- **What is being asked**: The answer should consist of all the records, written out word for word.
==========
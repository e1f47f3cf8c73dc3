use clap::Parser as ClapParser;
use std::{process, thread, time::Instant};

use bot::{CARD_SIZE, HEAP_WORD_SIZE};
use heap::{ElementType, Heap, HeapError, HeapSettings, RegionKind};
use log::{LevelFilter, debug, info, warn};

#[derive(ClapParser, Debug)]
#[command(author, version, about, long_about = None)]
struct Cli {
    #[arg(long, default_value_t = 64, help = "Heap size in MiB")]
    heap_mb: usize,

    #[arg(long, default_value_t = 1024, help = "Region size in KiB")]
    region_kb: usize,

    #[arg(long, default_value_t = 100_000, help = "Number of blocks to allocate")]
    blocks: usize,

    /// Must stay below half a region, larger blocks are humongous
    #[arg(long, default_value_t = 256, help = "Largest regular block in words")]
    max_words: usize,

    #[arg(long, default_value_t = 4, help = "Humongous blocks mixed into the run")]
    humongous: usize,

    #[arg(long, default_value_t = 42, help = "Seed for the block mix and lookups")]
    seed: u64,

    #[arg(long, default_value_t = 4, help = "Threads running lookups")]
    threads: usize,

    #[arg(long, default_value_t = 1_000_000, help = "Lookups per thread")]
    lookups: usize,

    #[arg(short, long, action = clap::ArgAction::Count, help = "More log output (-v, -vv, -vvv)")]
    verbose: u8,
}

/// Deterministic LCG, good enough to shuffle block sizes.
struct Rng(u64);

impl Rng {
    fn next(&mut self) -> u64 {
        self.0 = self.0.wrapping_mul(6364136223846793005).wrapping_add(1);
        self.0 >> 33
    }

    fn below(&mut self, bound: usize) -> usize {
        (self.next() % bound.max(1) as u64) as usize
    }
}

#[derive(Debug, Clone, Copy)]
struct Block {
    start: usize,
    words: usize,
}

fn main() {
    let cli = Cli::parse();

    let level = match cli.verbose {
        0 => LevelFilter::Warn,
        1 => LevelFilter::Info,
        2 => LevelFilter::Debug,
        _ => LevelFilter::Trace,
    };
    env_logger::Builder::new().filter_level(level).init();

    let settings = HeapSettings {
        heap_size: cli.heap_mb * 1024 * 1024,
        region_size: cli.region_kb * 1024,
    };
    if cli.max_words == 0 || cli.max_words >= settings.humongous_threshold_words() {
        eprintln!(
            "Error: --max-words must be in 1..{}",
            settings.humongous_threshold_words()
        );
        process::exit(1);
    }

    let heap = match Heap::new(settings) {
        Ok(heap) => heap,
        Err(err) => {
            eprintln!("Error creating heap: {err}");
            process::exit(1);
        }
    };

    let started = Instant::now();
    let blocks = match populate(&heap, &cli) {
        Ok(blocks) => blocks,
        Err(err) => {
            eprintln!("Error allocating: {err}");
            process::exit(1);
        }
    };
    let humongous = heap
        .regions()
        .iter()
        .filter(|r| r.kind() == RegionKind::StartsHumongous)
        .count();
    println!(
        "allocated {} blocks ({humongous} humongous), {} KiB used, {} table entries of {CARD_SIZE}-byte cards, {:?}",
        blocks.len(),
        heap.used_bytes() / 1024,
        heap.table().len(),
        started.elapsed()
    );

    let started = Instant::now();
    if let Err(err) = heap.verify() {
        eprintln!("Error: verification failed: {err}");
        process::exit(1);
    }
    println!("verified {} regions in {:?}", heap.regions().len(), started.elapsed());

    let started = Instant::now();
    let failures = run_lookups(&heap, &blocks, &cli);
    let elapsed = started.elapsed();
    let total = cli.threads * cli.lookups;
    println!(
        "{total} lookups on {} threads in {elapsed:?} ({:.1} M/s)",
        cli.threads,
        total as f64 / elapsed.as_secs_f64().max(f64::EPSILON) / 1e6
    );

    if failures > 0 {
        eprintln!("Error: {failures} lookups returned the wrong block start");
        process::exit(1);
    }
}

/// Allocates the randomized block mix, stopping early when the heap fills.
fn populate(heap: &Heap, cli: &Cli) -> Result<Vec<Block>, HeapError> {
    let mut rng = Rng(cli.seed);
    let threshold = heap.settings().humongous_threshold_words();
    let region_words = heap.settings().region_words();
    let humongous_every = cli.blocks / (cli.humongous + 1);
    let mut blocks = Vec::with_capacity(cli.blocks);

    for i in 0..cli.blocks {
        let humongous = cli.humongous > 0
            && humongous_every > 0
            && i % humongous_every == humongous_every - 1
            && i / humongous_every < cli.humongous;

        let allocated = if humongous {
            let length = threshold + rng.below(2 * region_words);
            heap.new_object_array(length as u32)
        } else {
            match rng.below(4) {
                0 | 1 => heap.new_object_array(rng.below(cli.max_words) as u32),
                2 => {
                    let element = ElementType::ALL[rng.below(ElementType::ALL.len())];
                    let max = cli.max_words * HEAP_WORD_SIZE / element.size();
                    heap.new_primitive_array(element, rng.below(max - 1) as u32)
                }
                _ => heap.new_filler(1 + rng.below(cli.max_words)),
            }
        };

        let start = match allocated {
            Ok(start) => start,
            Err(HeapError::OutOfMemory { words }) => {
                warn!("heap full after {i} blocks, could not fit {words} words");
                break;
            }
            Err(err) => return Err(err),
        };
        let words = heap
            .region_for(start)
            .map_or(1, |region| region.header(start).size_in_words());
        if humongous {
            debug!("humongous block at {start:#x}, {words} words");
        }
        blocks.push(Block { start, words });
    }

    info!("{} of {} blocks allocated", blocks.len(), cli.blocks);
    Ok(blocks)
}

/// Random interior lookups, half through the probing and half through the
/// read-only path. Returns the number of wrong answers.
fn run_lookups(heap: &Heap, blocks: &[Block], cli: &Cli) -> usize {
    if blocks.is_empty() {
        return 0;
    }
    thread::scope(|scope| {
        let workers: Vec<_> = (0..cli.threads)
            .map(|t| {
                scope.spawn(move || {
                    let mut rng = Rng(cli.seed ^ (t as u64 + 1).wrapping_mul(0x9e37_79b9));
                    let mut failures = 0;
                    for n in 0..cli.lookups {
                        let block = blocks[rng.below(blocks.len())];
                        let addr = block.start + rng.below(block.words) * HEAP_WORD_SIZE;
                        let found = if n % 2 == 0 {
                            heap.block_start(addr)
                        } else {
                            heap.block_start_const(addr)
                        };
                        if found != Some(block.start) {
                            if failures == 0 {
                                warn!(
                                    "thread {t}: block_start({addr:#x}) = {found:x?}, expected {:#x}",
                                    block.start
                                );
                            }
                            failures += 1;
                        }
                    }
                    failures
                })
            })
            .collect();

        workers
            .into_iter()
            .map(|worker| {
                worker.join().unwrap_or_else(|_| {
                    eprintln!("Error: lookup thread panicked");
                    process::exit(1);
                })
            })
            .sum()
    })
}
==========
- **Written reply**:
repository e1f47f3cf8c73dc3
use clap::Parser as ClapParser;
use std::{process, thread, time::Instant};

use bot::{CARD_SIZE, HEAP_WORD_SIZE};
use heap::{ElementType, Heap, HeapError, HeapSettings, RegionKind};
use log::{LevelFilter, debug, info, warn};

#[derive(ClapParser, Debug)]
#[command(author, version, about, long_about = None)]
struct Cli {
    #[arg(long, default_value_t = 64, help = "Heap size in MiB")]
    heap_mb: usize,

    #[arg(long, default_value_t = 1024, help = "Region size in KiB")]
    region_kb: usize,

    #[arg(long, default_value_t = 100_000, help = "Number of blocks to allocate")]
    blocks: usize,

    /// Must stay below half a region, larger blocks are humongous
    #[arg(long, default_value_t = 256, help = "Largest regular block in words")]
    max_words: usize,

    #[arg(long, default_value_t = 4, help = "Humongous blocks mixed into the run")]
    humongous: usize,

    #[arg(long, default_value_t = 42, help = "Seed for the block mix and lookups")]
    seed: u64,

    #[arg(long, default_value_t = 4, help = "Threads running lookups")]
    threads: usize,

    #[arg(long, default_value_t = 1_000_000, help = "Lookups per thread")]
    lookups: usize,

    #[arg(short, long, action = clap::ArgAction::Count, help = "More log output (-v, -vv, -vvv)")]
    verbose: u8,
}

/// Deterministic LCG, good enough to shuffle block sizes.
struct Rng(u64);

impl Rng {
    fn next(&mut self) -> u64 {
        self.0 = self.0.wrapping_mul(6364136223846793005).wrapping_add(1);
        self.0 >> 33
    }

    fn below(&mut self, bound: usize) -> usize {
        (self.next() % bound.max(1) as u64) as usize
    }
}

#[derive(Debug, Clone, Copy)]
struct Block {
    start: usize,
    words: usize,
}

fn main() {
    let cli = Cli::parse();

    let level = match cli.verbose {
        0 => LevelFilter::Warn,
        1 => LevelFilter::Info,
        2 => LevelFilter::Debug,
        _ => LevelFilter::Trace,
    };
    env_logger::Builder::new().filter_level(level).init();

    let settings = HeapSettings {
        heap_size: cli.heap_mb * 1024 * 1024,
        region_size: cli.region_kb * 1024,
    };
    if cli.max_words == 0 || cli.max_words >= settings.humongous_threshold_words() {
        eprintln!(
            "Error: --max-words must be in 1..{}",
            settings.humongous_threshold_words()
        );
        process::exit(1);
    }

    let heap = match Heap::new(settings) {
        Ok(heap) => heap,
        Err(err) => {
            eprintln!("Error creating heap: {err}");
            process::exit(1);
        }
    };

    let started = Instant::now();
    let blocks = match populate(&heap, &cli) {
        Ok(blocks) => blocks,
        Err(err) => {
            eprintln!("Error allocating: {err}");
            process::exit(1);
        }
    };
    let humongous = heap
        .regions()
        .iter()
        .filter(|r| r.kind() == RegionKind::StartsHumongous)
        .count();
    println!(
        "allocated {} blocks ({humongous} humongous), {} KiB used, {} table entries of {CARD_SIZE}-byte cards, {:?}",
        blocks.len(),
        heap.used_bytes() / 1024,
        heap.table().len(),
        started.elapsed()
    );

    let started = Instant::now();
    if let Err(err) = heap.verify() {
        eprintln!("Error: verification failed: {err}");
        process::exit(1);
    }
    println!("verified {} regions in {:?}", heap.regions().len(), started.elapsed());

    let started = Instant::now();
    let failures = run_lookups(&heap, &blocks, &cli);
    let elapsed = started.elapsed();
    let total = cli.threads * cli.lookups;
    println!(
        "{total} lookups on {} threads in {elapsed:?} ({:.1} M/s)",
        cli.threads,
        total as f64 / elapsed.as_secs_f64().max(f64::EPSILON) / 1e6
    );

    if failures > 0 {
        eprintln!("Error: {failures} lookups returned the wrong block start");
        process::exit(1);
    }
}

/// Allocates the randomized block mix, stopping early when the heap fills.
fn populate(heap: &Heap, cli: &Cli) -> Result<Vec<Block>, HeapError> {
    let mut rng = Rng(cli.seed);
    let threshold = heap.settings().humongous_threshold_words();
    let region_words = heap.settings().region_words();
    let humongous_every = cli.blocks / (cli.humongous + 1);
    let mut blocks = Vec::with_capacity(cli.blocks);

    for i in 0..cli.blocks {
        let humongous = cli.humongous > 0
            && humongous_every > 0
            && i % humongous_every == humongous_every - 1
            && i / humongous_every < cli.humongous;

        let allocated = if humongous {
            let length = threshold + rng.below(2 * region_words);
            heap.new_object_array(length as u32)
        } else {
            match rng.below(4) {
                0 | 1 => heap.new_object_array(rng.below(cli.max_words) as u32),
                2 => {
                    let element = ElementType::ALL[rng.below(ElementType::ALL.len())];
                    let max = cli.max_words * HEAP_WORD_SIZE / element.size();
                    heap.new_primitive_array(element, rng.below(max - 1) as u32)
                }
                _ => heap.new_filler(1 + rng.below(cli.max_words)),
            }
        };

        let start = match allocated {
            Ok(start) => start,
            Err(HeapError::OutOfMemory { words }) => {
                warn!("heap full after {i} blocks, could not fit {words} words");
                break;
            }
            Err(err) => return Err(err),
        };
        let words = heap
            .region_for(start)
            .map_or(1, |region| region.header(start).size_in_words());
        if humongous {
            debug!("humongous block at {start:#x}, {words} words");
        }
        blocks.push(Block { start, words });
    }

    info!("{} of {} blocks allocated", blocks.len(), cli.blocks);
    Ok(blocks)
}

/// Random interior lookups, half through the probing and half through the
/// read-only path. Returns the number of wrong answers.
fn run_lookups(heap: &Heap, blocks: &[Block], cli: &Cli) -> usize {
    if blocks.is_empty() {
        return 0;
    }
    thread::scope(|scope| {
        let workers: Vec<_> = (0..cli.threads)
            .map(|t| {
                scope.spawn(move || {
                    let mut rng = Rng(cli.seed ^ (t as u64 + 1).wrapping_mul(0x9e37_79b9));
                    let mut failures = 0;
                    for n in 0..cli.lookups {
                        let block = blocks[rng.below(blocks.len())];
                        let addr = block.start + rng.below(block.words) * HEAP_WORD_SIZE;
                        let found = if n % 2 == 0 {
                            heap.block_start(addr)
                        } else {
                            heap.block_start_const(addr)
                        };
                        if found != Some(block.start) {
                            if failures == 0 {
                                warn!(
                                    "thread {t}: block_start({addr:#x}) = {found:x?}, expected {:#x}",
                                    block.start
                                );
                            }
                            failures += 1;
                        }
                    }
                    failures
                })
            })
            .collect();

        workers
            .into_iter()
            .map(|worker| {
                worker.join().unwrap_or_else(|_| {
                    eprintln!("Error: lookup thread panicked");
                    process::exit(1);
                })
            })
            .sum()
    })
}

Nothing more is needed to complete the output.